= Beginning of Section =

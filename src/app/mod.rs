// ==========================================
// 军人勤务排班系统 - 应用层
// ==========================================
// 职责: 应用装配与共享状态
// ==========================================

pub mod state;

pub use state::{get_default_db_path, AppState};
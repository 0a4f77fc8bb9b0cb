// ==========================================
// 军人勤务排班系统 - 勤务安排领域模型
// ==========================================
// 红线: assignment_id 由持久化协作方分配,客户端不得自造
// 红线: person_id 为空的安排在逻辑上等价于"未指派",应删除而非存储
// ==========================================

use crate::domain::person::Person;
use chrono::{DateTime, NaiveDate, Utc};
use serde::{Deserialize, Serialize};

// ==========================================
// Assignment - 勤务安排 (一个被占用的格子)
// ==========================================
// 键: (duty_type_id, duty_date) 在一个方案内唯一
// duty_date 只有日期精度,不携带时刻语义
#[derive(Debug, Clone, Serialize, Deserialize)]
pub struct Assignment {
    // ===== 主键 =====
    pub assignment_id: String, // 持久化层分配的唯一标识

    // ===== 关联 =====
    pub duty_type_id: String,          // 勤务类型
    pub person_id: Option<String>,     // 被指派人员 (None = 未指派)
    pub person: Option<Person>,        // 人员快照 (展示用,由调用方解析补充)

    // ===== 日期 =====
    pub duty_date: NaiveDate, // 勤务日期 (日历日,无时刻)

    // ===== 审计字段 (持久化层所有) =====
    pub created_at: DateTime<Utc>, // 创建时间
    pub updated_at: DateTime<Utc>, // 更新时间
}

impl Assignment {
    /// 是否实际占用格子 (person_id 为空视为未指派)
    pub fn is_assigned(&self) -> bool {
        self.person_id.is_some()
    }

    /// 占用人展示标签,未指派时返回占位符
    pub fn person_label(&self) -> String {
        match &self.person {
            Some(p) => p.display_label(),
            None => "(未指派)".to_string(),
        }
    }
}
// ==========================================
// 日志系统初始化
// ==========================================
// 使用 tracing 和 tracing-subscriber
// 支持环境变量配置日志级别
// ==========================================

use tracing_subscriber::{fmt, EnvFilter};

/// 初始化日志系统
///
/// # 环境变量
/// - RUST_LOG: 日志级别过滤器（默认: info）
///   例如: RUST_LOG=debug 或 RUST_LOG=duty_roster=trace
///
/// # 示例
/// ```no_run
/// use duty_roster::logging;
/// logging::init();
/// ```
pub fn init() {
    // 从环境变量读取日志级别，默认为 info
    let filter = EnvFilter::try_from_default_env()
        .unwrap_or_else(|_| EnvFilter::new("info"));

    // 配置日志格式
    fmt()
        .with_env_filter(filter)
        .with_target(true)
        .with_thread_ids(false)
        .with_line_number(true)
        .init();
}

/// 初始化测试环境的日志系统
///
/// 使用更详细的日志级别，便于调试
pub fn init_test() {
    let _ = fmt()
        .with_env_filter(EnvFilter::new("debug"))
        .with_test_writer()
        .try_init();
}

= End of Section =

Once more, write all of the records exactly as given.

■ RESPONSE TO THE EXERCISE ■
filename src/app/mod.rs
// ==========================================
// 军人勤务排班系统 - 应用层
// ==========================================
// 职责: 应用装配与共享状态
// ==========================================

pub mod state;

pub use state::{get_default_db_path, AppState};
repository 0a4f77fc8bb9b0cb
// ==========================================
// 军人勤务排班系统 - 勤务安排领域模型
// ==========================================
// 红线: assignment_id 由持久化协作方分配,客户端不得自造
// 红线: person_id 为空的安排在逻辑上等价于"未指派",应删除而非存储
// ==========================================

use crate::domain::person::Person;
use chrono::{DateTime, NaiveDate, Utc};
use serde::{Deserialize, Serialize};

// ==========================================
// Assignment - 勤务安排 (一个被占用的格子)
// ==========================================
// 键: (duty_type_id, duty_date) 在一个方案内唯一
// duty_date 只有日期精度,不携带时刻语义
#[derive(Debug, Clone, Serialize, Deserialize)]
pub struct Assignment {
    // ===== 主键 =====
    pub assignment_id: String, // 持久化层分配的唯一标识

    // ===== 关联 =====
    pub duty_type_id: String,          // 勤务类型
    pub person_id: Option<String>,     // 被指派人员 (None = 未指派)
    pub person: Option<Person>,        // 人员快照 (展示用,由调用方解析补充)

    // ===== 日期 =====
    pub duty_date: NaiveDate, // 勤务日期 (日历日,无时刻)

    // ===== 审计字段 (持久化层所有) =====
    pub created_at: DateTime<Utc>, // 创建时间
    pub updated_at: DateTime<Utc>, // 更新时间
}

impl Assignment {
    /// 是否实际占用格子 (person_id 为空视为未指派)
    pub fn is_assigned(&self) -> bool {
        self.person_id.is_some()
    }

    /// 占用人展示标签,未指派时返回占位符
    pub fn person_label(&self) -> String {
        match &self.person {
            Some(p) => p.display_label(),
            None => "(未指派)".to_string(),
        }
    }
}
// ==========================================
// 日志系统初始化
// ==========================================
// 使用 tracing 和 tracing-subscriber
// 支持环境变量配置日志级别
// ==========================================

use tracing_subscriber::{fmt, EnvFilter};

/// 初始化日志系统
///
/// # 环境变量
/// - RUST_LOG: 日志级别过滤器（默认: info）
///   例如: RUST_LOG=debug 或 RUST_LOG=duty_roster=trace
///
/// # 示例
/// ```no_run
/// use duty_roster::logging;
/// logging::init();
/// ```
pub fn init() {
    // 从环境变量读取日志级别，默认为 info
    let filter = EnvFilter::try_from_default_env()
        .unwrap_or_else(|_| EnvFilter::new("info"));

    // 配置日志格式
    fmt()
        .with_env_filter(filter)
        .with_target(true)
        .with_thread_ids(false)
        .with_line_number(true)
        .init();
}

/// 初始化测试环境的日志系统
///
/// 使用更详细的日志级别，便于调试
pub fn init_test() {
    let _ = fmt()
        .with_env_filter(EnvFilter::new("debug"))
        .with_test_writer()
        .try_init();
}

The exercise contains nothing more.